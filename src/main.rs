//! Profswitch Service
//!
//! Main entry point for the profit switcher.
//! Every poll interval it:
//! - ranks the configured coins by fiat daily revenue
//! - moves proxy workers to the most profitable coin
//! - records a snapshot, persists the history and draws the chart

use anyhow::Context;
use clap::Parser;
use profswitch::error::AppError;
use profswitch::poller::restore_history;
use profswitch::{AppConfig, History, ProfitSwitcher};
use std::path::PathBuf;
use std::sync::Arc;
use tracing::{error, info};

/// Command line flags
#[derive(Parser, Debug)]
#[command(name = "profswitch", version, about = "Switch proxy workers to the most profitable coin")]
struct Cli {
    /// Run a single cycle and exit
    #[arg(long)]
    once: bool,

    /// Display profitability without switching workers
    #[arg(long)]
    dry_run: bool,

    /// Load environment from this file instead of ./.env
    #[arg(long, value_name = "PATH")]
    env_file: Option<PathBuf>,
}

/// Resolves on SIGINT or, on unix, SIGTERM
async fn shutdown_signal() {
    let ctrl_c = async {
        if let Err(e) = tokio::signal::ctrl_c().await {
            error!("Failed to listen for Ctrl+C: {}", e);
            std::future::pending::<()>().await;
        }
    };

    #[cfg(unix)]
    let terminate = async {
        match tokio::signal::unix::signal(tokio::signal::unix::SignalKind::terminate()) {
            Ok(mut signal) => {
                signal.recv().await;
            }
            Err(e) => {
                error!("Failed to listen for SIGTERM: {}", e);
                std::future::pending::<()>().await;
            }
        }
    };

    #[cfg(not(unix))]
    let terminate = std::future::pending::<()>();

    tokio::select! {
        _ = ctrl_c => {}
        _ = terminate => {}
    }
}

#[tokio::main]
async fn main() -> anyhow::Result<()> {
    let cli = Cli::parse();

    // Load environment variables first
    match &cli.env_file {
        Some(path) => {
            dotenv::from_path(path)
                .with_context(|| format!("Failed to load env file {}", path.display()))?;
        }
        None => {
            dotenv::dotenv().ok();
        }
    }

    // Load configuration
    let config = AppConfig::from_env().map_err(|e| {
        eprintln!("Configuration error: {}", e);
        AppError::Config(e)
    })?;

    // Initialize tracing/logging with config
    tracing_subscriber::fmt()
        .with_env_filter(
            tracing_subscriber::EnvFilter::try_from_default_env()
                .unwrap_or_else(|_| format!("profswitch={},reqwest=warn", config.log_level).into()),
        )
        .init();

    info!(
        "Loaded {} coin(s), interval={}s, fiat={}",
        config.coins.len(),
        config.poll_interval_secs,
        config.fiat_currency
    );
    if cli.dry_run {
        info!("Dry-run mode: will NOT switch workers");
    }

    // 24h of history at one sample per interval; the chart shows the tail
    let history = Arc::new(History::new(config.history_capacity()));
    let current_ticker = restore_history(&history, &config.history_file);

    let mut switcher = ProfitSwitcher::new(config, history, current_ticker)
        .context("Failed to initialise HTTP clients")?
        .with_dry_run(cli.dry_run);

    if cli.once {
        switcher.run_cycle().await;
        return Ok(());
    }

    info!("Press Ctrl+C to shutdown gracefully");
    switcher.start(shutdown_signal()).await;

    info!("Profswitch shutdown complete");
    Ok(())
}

======

When a line in the material above holds the word "profitable", copy that line.

//! - moves proxy workers to the most profitable coin
#[command(name = "profswitch", version, about = "Switch proxy workers to the most profitable coin")]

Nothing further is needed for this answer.